Dataset content Start Marker

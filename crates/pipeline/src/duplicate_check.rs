//! Database duplicate detection against the lead store.

use std::collections::{BTreeMap, BTreeSet, HashMap};

use leadimport_core::duplicate_detection::{
    compute_changed_fields, DbDuplicateCheck, DbDuplicateRow, FileDuplicateResult, MAX_LOOKUP_BATCH,
};
use leadimport_core::field::FieldKey;
use leadimport_core::lead::ExistingLeadSnapshot;
use leadimport_core::lead_store::{LeadStore, StoreError};
use leadimport_core::normalize::match_key;
use leadimport_core::types::RowNumber;
use leadimport_core::validation::rules::RowValidationResult;

/// Warning shown when the lookup failed and duplicates could not be checked.
pub const DUPLICATE_CHECK_UNAVAILABLE: &str =
    "Could not check for existing leads. Rows will be imported without database duplicate detection.";

/// Rows worth checking: valid and not a later occurrence of a file duplicate.
pub fn db_check_candidates<'a>(
    rows: &'a [RowValidationResult],
    file_duplicates: &FileDuplicateResult,
) -> Vec<&'a RowValidationResult> {
    rows.iter()
        .filter(|r| r.is_valid && file_duplicates.original_of(r.row_number).is_none())
        .collect()
}

/// Find rows that share a value with an existing lead.
///
/// Fields are checked in priority order; a row matched by one field is not
/// looked up again for later fields. Distinct values are sent to the store in
/// batches of at most `batch_size` (capped at [`MAX_LOOKUP_BATCH`]). When
/// several leads share a value the oldest wins.
pub async fn detect_db_duplicates(
    store: &dyn LeadStore,
    rows: &[&RowValidationResult],
    check_fields: &[FieldKey],
    batch_size: usize,
) -> Result<DbDuplicateCheck, StoreError> {
    let batch_size = batch_size.clamp(1, MAX_LOOKUP_BATCH);
    let mut matched: BTreeMap<RowNumber, DbDuplicateRow> = BTreeMap::new();
    let mut seen_fields = BTreeSet::new();

    for &field in check_fields {
        if !seen_fields.insert(field) {
            continue;
        }

        let pending: Vec<(&RowValidationResult, &str)> = rows
            .iter()
            .filter(|r| !matched.contains_key(&r.row_number))
            .filter_map(|r| r.value(field).filter(|v| !v.trim().is_empty()).map(|v| (*r, v)))
            .collect();
        if pending.is_empty() {
            continue;
        }

        let values: Vec<String> = pending
            .iter()
            .map(|(_, v)| match_key(v))
            .collect::<BTreeSet<_>>()
            .into_iter()
            .collect();

        let mut existing: HashMap<String, ExistingLeadSnapshot> = HashMap::new();
        for chunk in values.chunks(batch_size) {
            let found = store.find_leads_by_field(field, chunk).await?;
            for lead in found {
                if let Some(value) = lead.value(field) {
                    existing.entry(match_key(value)).or_insert(lead);
                }
            }
        }

        for (row, value) in pending {
            if let Some(lead) = existing.get(&match_key(value)) {
                matched.insert(
                    row.row_number,
                    DbDuplicateRow {
                        row_number: row.row_number,
                        matched_field: field,
                        matched_value: value.to_string(),
                        existing_lead: lead.clone(),
                        changed_fields: compute_changed_fields(&row.normalized_data, &lead.fields),
                        row_action: None,
                    },
                );
            }
        }
    }

    tracing::debug!(
        checked_rows = rows.len(),
        duplicates = matched.len(),
        "Database duplicate check finished",
    );

    Ok(DbDuplicateCheck {
        duplicates: matched.into_values().collect(),
        checked_rows: rows.len(),
        warning: None,
    })
}

/// Like [`detect_db_duplicates`], but a store failure yields zero duplicates
/// and a warning instead of an error.
pub async fn check_db_duplicates_or_degrade(
    store: &dyn LeadStore,
    rows: &[&RowValidationResult],
    check_fields: &[FieldKey],
    batch_size: usize,
) -> DbDuplicateCheck {
    match detect_db_duplicates(store, rows, check_fields, batch_size).await {
        Ok(check) => check,
        Err(e) => {
            tracing::warn!(error = %e, rows = rows.len(), "Duplicate check unavailable, continuing without it");
            DbDuplicateCheck::unavailable(rows.len(), DUPLICATE_CHECK_UNAVAILABLE)
        }
    }
}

Dataset content End Marker

■ Aim of the exercise ■
Your response should contain each line of the entries above that holds the string "pending".

■ Exercise solution ■
        let pending: Vec<(&RowValidationResult, &str)> = rows
        if pending.is_empty() {
        let values: Vec<String> = pending
        for (row, value) in pending {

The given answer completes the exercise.